◆ Problem details: State how many lines in the listing contain the string "frequency", and add nothing to that number.

++++++++++

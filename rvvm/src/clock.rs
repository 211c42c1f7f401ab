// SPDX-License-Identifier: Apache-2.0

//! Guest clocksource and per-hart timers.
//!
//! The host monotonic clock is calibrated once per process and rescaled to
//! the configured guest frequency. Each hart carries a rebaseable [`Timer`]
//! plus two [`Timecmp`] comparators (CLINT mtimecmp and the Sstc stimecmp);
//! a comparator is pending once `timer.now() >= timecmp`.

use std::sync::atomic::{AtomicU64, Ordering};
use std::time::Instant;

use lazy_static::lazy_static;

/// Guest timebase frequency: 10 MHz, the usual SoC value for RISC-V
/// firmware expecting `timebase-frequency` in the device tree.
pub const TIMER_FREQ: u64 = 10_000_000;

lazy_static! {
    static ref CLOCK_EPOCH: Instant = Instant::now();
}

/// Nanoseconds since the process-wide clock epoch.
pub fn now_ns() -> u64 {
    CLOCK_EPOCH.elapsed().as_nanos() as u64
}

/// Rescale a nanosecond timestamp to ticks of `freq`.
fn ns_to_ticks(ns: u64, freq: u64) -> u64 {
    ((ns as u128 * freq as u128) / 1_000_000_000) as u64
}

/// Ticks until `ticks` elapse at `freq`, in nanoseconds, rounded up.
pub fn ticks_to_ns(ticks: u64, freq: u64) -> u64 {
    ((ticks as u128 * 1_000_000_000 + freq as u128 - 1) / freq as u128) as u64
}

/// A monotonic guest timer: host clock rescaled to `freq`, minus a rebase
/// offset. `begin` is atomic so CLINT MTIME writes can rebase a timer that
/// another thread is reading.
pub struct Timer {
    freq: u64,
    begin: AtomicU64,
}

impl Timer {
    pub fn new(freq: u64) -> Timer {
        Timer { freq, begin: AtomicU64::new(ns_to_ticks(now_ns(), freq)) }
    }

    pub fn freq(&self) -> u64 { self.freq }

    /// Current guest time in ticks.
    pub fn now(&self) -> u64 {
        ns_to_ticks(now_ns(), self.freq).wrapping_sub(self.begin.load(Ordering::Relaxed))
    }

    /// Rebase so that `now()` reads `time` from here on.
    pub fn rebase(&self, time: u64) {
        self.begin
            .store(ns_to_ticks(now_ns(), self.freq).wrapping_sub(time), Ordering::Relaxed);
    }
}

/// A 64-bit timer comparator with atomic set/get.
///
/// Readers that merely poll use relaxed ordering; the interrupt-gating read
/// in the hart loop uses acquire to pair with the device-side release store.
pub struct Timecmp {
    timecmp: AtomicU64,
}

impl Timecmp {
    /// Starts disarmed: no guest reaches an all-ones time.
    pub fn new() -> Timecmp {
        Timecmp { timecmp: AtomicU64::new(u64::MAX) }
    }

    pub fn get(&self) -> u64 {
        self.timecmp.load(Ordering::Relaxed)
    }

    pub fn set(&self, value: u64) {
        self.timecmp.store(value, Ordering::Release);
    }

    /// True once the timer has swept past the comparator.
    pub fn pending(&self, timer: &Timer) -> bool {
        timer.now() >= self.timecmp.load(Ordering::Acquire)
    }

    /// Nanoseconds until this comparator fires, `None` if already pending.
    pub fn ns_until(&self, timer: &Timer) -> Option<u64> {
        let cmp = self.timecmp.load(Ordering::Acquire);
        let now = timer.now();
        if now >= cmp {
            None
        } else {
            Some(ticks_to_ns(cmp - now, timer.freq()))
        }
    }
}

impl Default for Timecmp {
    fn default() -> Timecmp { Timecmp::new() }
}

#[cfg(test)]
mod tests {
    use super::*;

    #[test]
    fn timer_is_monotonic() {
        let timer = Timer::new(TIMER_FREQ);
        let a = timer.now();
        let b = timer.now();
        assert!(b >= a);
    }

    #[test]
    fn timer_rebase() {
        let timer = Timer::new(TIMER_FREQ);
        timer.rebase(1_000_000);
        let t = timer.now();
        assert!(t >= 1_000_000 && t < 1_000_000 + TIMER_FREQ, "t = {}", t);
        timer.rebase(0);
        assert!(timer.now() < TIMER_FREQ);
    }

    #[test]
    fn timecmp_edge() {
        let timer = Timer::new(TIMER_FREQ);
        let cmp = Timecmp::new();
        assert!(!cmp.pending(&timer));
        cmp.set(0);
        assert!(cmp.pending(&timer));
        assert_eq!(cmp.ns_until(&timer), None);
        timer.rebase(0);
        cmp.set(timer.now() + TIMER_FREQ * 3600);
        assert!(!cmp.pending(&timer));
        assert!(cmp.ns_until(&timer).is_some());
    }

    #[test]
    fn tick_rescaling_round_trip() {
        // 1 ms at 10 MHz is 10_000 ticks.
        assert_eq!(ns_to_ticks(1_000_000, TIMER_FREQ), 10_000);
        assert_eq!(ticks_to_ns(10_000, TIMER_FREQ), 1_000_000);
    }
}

++++++++++

◆ Your solution: 3